On review aggregator website Rotten Tomatoes, the film has an approval rating of 94% based on 351 reviews, with an average rating of 8.4/10. The site's critical consensus reads, "Brought to life by a stellar ensemble led by Benedict Cumberbatch, The Power of the Dog reaffirms writer-director Jane Campion as one of her generation's finest filmmakers." Metacritic assigned a weighted average score of 89 out of 100 based on 58 critics.

Reviewing the film for The Hollywood Reporter, David Rooney wrote: "This is an exquisitely crafted film, its unhurried rhythms continually shifting as plangent notes of melancholy, solitude, torment, jealousy and resentment surface. Campion is in full control of her material, digging deep into the turbulent inner life of each of her characters with unerring subtlety." Conversely, Owen Gleiberman of Variety wrote: "All of this should build, slowly and inexorably, in force and emotion. But for a film that's actually, at heart, rather tidy and old-fashioned in its triangular gamesmanship, The Power of the Dog needed to get to a more bruising catharsis. In its crucial last act, the film becomes too oblique."

Metacritic reported that The Power of the Dog appeared on over 118 film critics' top-ten lists for 2021, the most for any film that year. It ranked first on 31 lists and second on 23 lists.

Former U.S. President Barack Obama cited it as among his favorite films of 2021.

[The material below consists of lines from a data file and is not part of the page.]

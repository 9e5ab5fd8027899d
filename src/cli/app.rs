//! Main CLI application structure

use anyhow::Result;
use clap::{Parser, Subcommand};

use super::output::Output;
use super::{bind, map_cmd, package_cmd};
use crate::manager::MemoryManager;

#[derive(Parser)]
#[command(name = "resin")]
#[command(author, version, about = "Manage resource bindings, packages, and resource mappings")]
#[command(propagate_version = true)]
pub struct Cli {
    /// Enable verbose output for debugging
    #[arg(long, short = 'v', global = true)]
    pub verbose: bool,

    #[command(subcommand)]
    pub command: Commands,
}

#[derive(Subcommand)]
pub enum Commands {
    /// Bind resources to binding types, or list bindings
    Bind(bind::BindArgs),

    /// Manage installed packages
    #[command(subcommand)]
    Package(package_cmd::PackageCommands),

    /// Map a repository path to filesystem paths, or list mappings
    Map(map_cmd::MapArgs),
}

/// Main entry point for the CLI
pub fn run() -> Result<()> {
    let cli = Cli::parse();
    let cwd = std::env::current_dir()?;

    // The managers are external collaborators; the in-memory stand-in is
    // rooted at the working directory for this invocation.
    let root_name = cwd
        .file_name()
        .map(|name| name.to_string_lossy().into_owned())
        .unwrap_or_else(|| "root".to_string());
    let mut manager = MemoryManager::new(&root_name, &cwd);

    let mut output = Output::new(std::io::stdout(), cli.verbose);
    output.verbose("resin starting");

    match cli.command {
        Commands::Bind(args) => bind::run(args, &mut output, &mut manager)?,
        Commands::Package(cmd) => package_cmd::run(cmd, &mut output, &mut manager, &cwd)?,
        Commands::Map(args) => map_cmd::run(args, &mut output, &mut manager)?,
    }

    output.verbose("Command completed successfully");
    Ok(())
}
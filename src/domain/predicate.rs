//! Composable attribute predicates
//!
//! Listing commands turn their flags into a predicate over entity
//! attributes and hand it to the manager's matching routine. The
//! expression tree is immutable and composed left-to-right as flags are
//! read; `Always` is the identity so an empty flag set means
//! "unconstrained", never "matches nothing".

/// An entity attribute a predicate can test
#[derive(Debug, Clone, Copy, PartialEq, Eq, Hash)]
pub enum Field {
    Name,
    Installer,
    State,
}

/// Entities that expose predicate-testable attributes
pub trait Fielded {
    /// Returns the entity's value for the given field
    fn field(&self, field: Field) -> String;
}

/// An immutable boolean expression over entity attributes
#[derive(Debug, Clone, PartialEq)]
pub enum Predicate {
    /// Matches every entity
    Always,
    /// The field equals the given value
    Equals(Field, String),
    /// The field is one of the given values
    OneOf(Field, Vec<String>),
    /// Both sub-expressions match
    And(Box<Predicate>, Box<Predicate>),
}

impl Predicate {
    pub fn equals(field: Field, value: impl Into<String>) -> Predicate {
        Predicate::Equals(field, value.into())
    }

    pub fn one_of(field: Field, values: impl IntoIterator<Item = impl Into<String>>) -> Predicate {
        Predicate::OneOf(field, values.into_iter().map(Into::into).collect())
    }

    /// Combines two predicates; `Always` is the identity on either side
    pub fn and(self, other: Predicate) -> Predicate {
        match (self, other) {
            (Predicate::Always, other) => other,
            (this, Predicate::Always) => this,
            (this, other) => Predicate::And(Box::new(this), Box::new(other)),
        }
    }

    /// Evaluates the predicate against an entity
    pub fn matches<T: Fielded>(&self, entity: &T) -> bool {
        match self {
            Predicate::Always => true,
            Predicate::Equals(field, value) => entity.field(*field) == *value,
            Predicate::OneOf(field, values) => values.contains(&entity.field(*field)),
            Predicate::And(left, right) => left.matches(entity) && right.matches(entity),
        }
    }
}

On 6 April 2023, it ranked 15th on The Hollywood Reporters list of the "50 Best Films of the 21st Century (So Far)" and was called a "brilliantly uncomfortable chamber piece about corrosive masculinity fed by sexual repression" and a "psychodrama whose epic scope is echoed in its majestic landscapes". On 24 August 2023, it ranked eighth on Colliders list of "The 20 Best Drama Movies of the 2020s So Far". Collider wrote, "Campion unravels an understated love story in the heart of the American west, and shows how forcing someone to conform can lead to tragic circumstances". The March 2022 issue of New York magazine included the film as one of "The Best Movies That Lost Best Picture at the Oscars". In 2024, IndieWire included it on its list of "The Best Modern Western Movies," with Wilson Chapman calling it "one of the most intimate films of Jane Campion's career." IndieWire also ranked it number 14 on its list of "The 100 Best Movies of the 2020s (So Far)" in June 2025.

=== Accolades ===

The Power of the Dog is the first film directed by a woman to receive more than ten Academy Award nominations, and Campion is the first woman to receive more than one Academy Award nomination for Best Director, her first being for The Piano. The film is the first since Becket (1964) to win only one award from 12 nominations.